Word for word, transcribe the material below from its first line to the line with "filename src/writer.rs", both included.
[Opening Data records section]
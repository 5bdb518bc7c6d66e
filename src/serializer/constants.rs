// SPDX-FileCopyrightText: [2023] Serokell <hi@serokell.io>
// SPDX-FileCopyrightText: [2022-2023] TriliTech <contact@trili.tech>
//
// SPDX-License-Identifier: MIT

/// Version marker written before a packed expression.
pub const PACK_TAG: u8 = 0x05;

/// Prefix denoting an encoded number.
pub const NUMBER_TAG: u8 = 0x00;
/// Prefix denoting an encoded string.
pub const STRING_TAG: u8 = 0x01;
/// Prefix denoting an encoded sequence.
pub const SEQ_TAG: u8 = 0x02;
/// Prefix denoting an encoded bytes sequence.
pub const BYTES_TAG: u8 = 0x0a;

// Tags for [crate::ast::Micheline::App]. The tag for `n < 3` arguments is
// `APP_NO_ARGS_NO_ANNOTS_TAG + 2 * n`, plus one when annotations are present.
pub const APP_NO_ARGS_NO_ANNOTS_TAG: u8 = 0x03;
pub const APP_NO_ARGS_WITH_ANNOTS_TAG: u8 = 0x04;
pub const APP_ONE_ARG_NO_ANNOTS_TAG: u8 = 0x05;
pub const APP_ONE_ARG_WITH_ANNOTS_TAG: u8 = 0x06;
pub const APP_TWO_ARGS_NO_ANNOTS_TAG: u8 = 0x07;
pub const APP_TWO_ARGS_WITH_ANNOTS_TAG: u8 = 0x08;
pub const APP_GENERIC: u8 = 0x09;

/// Default bound on the nesting of encoded expressions.
pub const DEFAULT_MAX_DEPTH: usize = 1024;
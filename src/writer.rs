// SPDX-FileCopyrightText: [2023] Serokell <hi@serokell.io>
// SPDX-FileCopyrightText: [2022-2023] TriliTech <contact@trili.tech>
//
// SPDX-License-Identifier: MIT

//! Append-only byte buffer used by the encoders.
//!
//! All multi-byte integers are written big-endian. Values are written at
//! exactly their target width, so anything wider has to be truncated by the
//! caller (see [Writer::put_len]).

/// Length of some container, stored as a fixed-width number.
pub type Len = u32;

/// Growable output buffer.
#[derive(Debug, Default, Clone, PartialEq, Eq)]
pub struct Writer {
    buf: Vec<u8>,
}

impl Writer {
    pub fn new() -> Self {
        Self::default()
    }

    /// Current length of the written data, in bytes.
    pub fn len(&self) -> usize {
        self.buf.len()
    }

    pub fn is_empty(&self) -> bool {
        self.buf.is_empty()
    }

    /// Snapshot of the accumulated bytes.
    pub fn as_bytes(&self) -> &[u8] {
        &self.buf
    }

    pub fn into_bytes(self) -> Vec<u8> {
        self.buf
    }

    pub fn write_u8(&mut self, v: u8) {
        self.buf.push(v)
    }

    pub fn write_u16(&mut self, v: u16) {
        self.buf.extend_from_slice(&v.to_be_bytes())
    }

    pub fn write_u32(&mut self, v: u32) {
        self.buf.extend_from_slice(&v.to_be_bytes())
    }

    /// Signed values share the unsigned layout (two's complement).
    pub fn write_i8(&mut self, v: i8) {
        self.write_u8(v as u8)
    }

    pub fn write_i16(&mut self, v: i16) {
        self.write_u16(v as u16)
    }

    pub fn write_i32(&mut self, v: i32) {
        self.write_u32(v as u32)
    }

    /// Append raw bytes, no length prefix.
    pub fn write_bytes(&mut self, bs: &[u8]) {
        self.buf.extend_from_slice(bs)
    }

    /// Put the length of something. Lengths over `u32::MAX` wrap.
    pub fn put_len(&mut self, len: usize) {
        self.write_u32(len as Len)
    }

    /// Put a length-prefixed block whose content is produced by `f`.
    ///
    /// The length is unknown until `f` has run, so a zero placeholder is
    /// written first and patched afterwards. If `f` fails, the writer is left
    /// with partial data and must be discarded by the caller.
    pub fn with_patchback_len<E>(
        &mut self,
        f: impl FnOnce(&mut Writer) -> Result<(), E>,
    ) -> Result<(), E> {
        self.put_len(0);
        let start = self.buf.len();
        let len_place = (start - std::mem::size_of::<Len>())..start;
        f(self)?;
        let len_of_written = (self.buf.len() - start) as Len;
        self.buf[len_place].copy_from_slice(&len_of_written.to_be_bytes());
        Ok(())
    }

    /// Put bytes prefixed with their length.
    pub fn put_len_prefixed(&mut self, bs: &[u8]) {
        self.put_len(bs.len());
        self.write_bytes(bs)
    }
}

impl From<Writer> for Vec<u8> {
    fn from(w: Writer) -> Self {
        w.into_bytes()
    }
}

impl AsRef<[u8]> for Writer {
    fn as_ref(&self) -> &[u8] {
        self.as_bytes()
    }
}

#[cfg(test)]
mod tests {
    use super::*;

    #[test]
    fn fixed_width_big_endian() {
        let mut w = Writer::new();
        w.write_u8(0xab);
        w.write_u16(0x0102);
        w.write_u32(0x0304_0506);
        assert_eq!(w.as_bytes(), &[0xab, 0x01, 0x02, 0x03, 0x04, 0x05, 0x06]);
        assert_eq!(w.len(), 7);
    }

    #[test]
    fn signed_values_wrap() {
        let mut w = Writer::new();
        w.write_i8(-1);
        w.write_i16(-2);
        w.write_i32(-3);
        assert_eq!(
            w.into_bytes(),
            vec![0xff, 0xff, 0xfe, 0xff, 0xff, 0xff, 0xfd]
        );
    }

    #[test]
    fn patchback_len_matches_content() {
        let mut w = Writer::new();
        w.write_u8(0x02);
        w.with_patchback_len(|w| {
            w.write_bytes(b"abc");
            Ok::<_, ()>(())
        })
        .unwrap();
        assert_eq!(w.as_bytes(), b"\x02\x00\x00\x00\x03abc");
    }

    #[test]
    fn patchback_len_empty_block() {
        let mut w = Writer::new();
        w.with_patchback_len(|_| Ok::<_, ()>(())).unwrap();
        assert_eq!(w.as_bytes(), &[0, 0, 0, 0]);
    }

    #[test]
    fn patchback_len_propagates_error() {
        let mut w = Writer::new();
        let res = w.with_patchback_len(|w| {
            w.write_u8(1);
            Err("boom")
        });
        assert_eq!(res, Err("boom"));
    }
}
[Closing Data records section]
Completed exercise:
repository 5bdb518bc7c6d66e
filename src/serializer/constants.rs
// SPDX-FileCopyrightText: [2023] Serokell <hi@serokell.io>
// SPDX-FileCopyrightText: [2022-2023] TriliTech <contact@trili.tech>
//
// SPDX-License-Identifier: MIT

/// Version marker written before a packed expression.
pub const PACK_TAG: u8 = 0x05;

/// Prefix denoting an encoded number.
pub const NUMBER_TAG: u8 = 0x00;
/// Prefix denoting an encoded string.
pub const STRING_TAG: u8 = 0x01;
/// Prefix denoting an encoded sequence.
pub const SEQ_TAG: u8 = 0x02;
/// Prefix denoting an encoded bytes sequence.
pub const BYTES_TAG: u8 = 0x0a;

// Tags for [crate::ast::Micheline::App]. The tag for `n < 3` arguments is
// `APP_NO_ARGS_NO_ANNOTS_TAG + 2 * n`, plus one when annotations are present.
pub const APP_NO_ARGS_NO_ANNOTS_TAG: u8 = 0x03;
pub const APP_NO_ARGS_WITH_ANNOTS_TAG: u8 = 0x04;
pub const APP_ONE_ARG_NO_ANNOTS_TAG: u8 = 0x05;
pub const APP_ONE_ARG_WITH_ANNOTS_TAG: u8 = 0x06;
pub const APP_TWO_ARGS_NO_ANNOTS_TAG: u8 = 0x07;
pub const APP_TWO_ARGS_WITH_ANNOTS_TAG: u8 = 0x08;
pub const APP_GENERIC: u8 = 0x09;

/// Default bound on the nesting of encoded expressions.
pub const DEFAULT_MAX_DEPTH: usize = 1024;
filename src/writer.rs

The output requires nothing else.